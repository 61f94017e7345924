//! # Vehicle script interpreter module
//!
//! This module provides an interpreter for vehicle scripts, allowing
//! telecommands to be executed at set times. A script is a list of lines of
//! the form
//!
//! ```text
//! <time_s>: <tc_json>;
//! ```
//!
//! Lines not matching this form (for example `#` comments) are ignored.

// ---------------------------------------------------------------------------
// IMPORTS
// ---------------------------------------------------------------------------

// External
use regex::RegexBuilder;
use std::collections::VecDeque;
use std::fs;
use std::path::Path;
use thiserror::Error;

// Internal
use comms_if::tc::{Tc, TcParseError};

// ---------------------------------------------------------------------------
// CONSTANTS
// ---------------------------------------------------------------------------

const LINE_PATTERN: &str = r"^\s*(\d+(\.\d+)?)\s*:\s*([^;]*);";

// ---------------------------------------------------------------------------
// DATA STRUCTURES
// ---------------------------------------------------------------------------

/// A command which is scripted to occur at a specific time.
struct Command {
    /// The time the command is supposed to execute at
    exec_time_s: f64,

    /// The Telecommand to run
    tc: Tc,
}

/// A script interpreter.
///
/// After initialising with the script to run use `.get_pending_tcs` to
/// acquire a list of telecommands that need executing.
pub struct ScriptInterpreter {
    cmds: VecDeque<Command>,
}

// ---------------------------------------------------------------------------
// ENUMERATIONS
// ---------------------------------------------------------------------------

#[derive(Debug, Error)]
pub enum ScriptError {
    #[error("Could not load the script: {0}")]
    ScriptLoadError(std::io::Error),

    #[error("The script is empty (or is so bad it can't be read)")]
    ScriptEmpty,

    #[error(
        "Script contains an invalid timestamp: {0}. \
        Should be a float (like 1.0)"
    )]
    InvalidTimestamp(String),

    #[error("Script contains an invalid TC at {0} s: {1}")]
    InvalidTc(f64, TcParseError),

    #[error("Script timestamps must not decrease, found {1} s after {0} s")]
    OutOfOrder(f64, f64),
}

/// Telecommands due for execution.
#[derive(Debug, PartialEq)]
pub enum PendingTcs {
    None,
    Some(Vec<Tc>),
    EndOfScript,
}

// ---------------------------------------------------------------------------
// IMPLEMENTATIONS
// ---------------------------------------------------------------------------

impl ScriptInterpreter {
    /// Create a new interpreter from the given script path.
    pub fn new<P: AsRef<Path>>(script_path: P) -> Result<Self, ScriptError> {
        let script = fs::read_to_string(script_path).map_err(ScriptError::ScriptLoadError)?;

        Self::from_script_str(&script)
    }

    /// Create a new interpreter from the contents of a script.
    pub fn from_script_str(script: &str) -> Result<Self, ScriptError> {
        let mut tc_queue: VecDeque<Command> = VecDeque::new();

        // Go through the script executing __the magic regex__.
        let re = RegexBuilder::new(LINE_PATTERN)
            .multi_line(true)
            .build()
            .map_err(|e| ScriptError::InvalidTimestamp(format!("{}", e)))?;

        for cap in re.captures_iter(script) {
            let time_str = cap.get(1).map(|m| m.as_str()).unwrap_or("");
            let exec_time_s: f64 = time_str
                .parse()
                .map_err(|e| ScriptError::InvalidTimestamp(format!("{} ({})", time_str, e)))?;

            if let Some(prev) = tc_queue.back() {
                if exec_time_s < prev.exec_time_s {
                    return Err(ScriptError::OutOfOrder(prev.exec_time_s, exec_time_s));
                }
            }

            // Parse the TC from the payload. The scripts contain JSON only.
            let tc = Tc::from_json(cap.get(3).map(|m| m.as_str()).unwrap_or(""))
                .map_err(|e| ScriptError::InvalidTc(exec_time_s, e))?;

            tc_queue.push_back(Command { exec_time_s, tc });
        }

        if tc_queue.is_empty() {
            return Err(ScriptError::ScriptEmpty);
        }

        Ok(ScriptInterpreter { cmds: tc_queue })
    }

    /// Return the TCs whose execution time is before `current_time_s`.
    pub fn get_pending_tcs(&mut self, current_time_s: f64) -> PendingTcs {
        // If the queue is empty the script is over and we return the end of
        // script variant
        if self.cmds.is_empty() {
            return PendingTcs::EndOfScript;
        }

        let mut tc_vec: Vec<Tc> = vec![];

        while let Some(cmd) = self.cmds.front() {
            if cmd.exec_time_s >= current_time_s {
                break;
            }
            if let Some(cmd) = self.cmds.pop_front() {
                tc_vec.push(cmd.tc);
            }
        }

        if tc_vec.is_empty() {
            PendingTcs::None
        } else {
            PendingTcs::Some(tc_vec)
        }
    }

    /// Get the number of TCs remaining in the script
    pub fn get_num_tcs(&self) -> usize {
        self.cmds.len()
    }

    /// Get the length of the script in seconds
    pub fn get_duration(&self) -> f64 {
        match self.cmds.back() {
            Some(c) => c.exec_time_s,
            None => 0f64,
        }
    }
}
^^^^
What is required – Copy every line in the data above that has the string "Debug" in it.

Task output –
#[derive(Debug, Error)]
#[derive(Debug, PartialEq)]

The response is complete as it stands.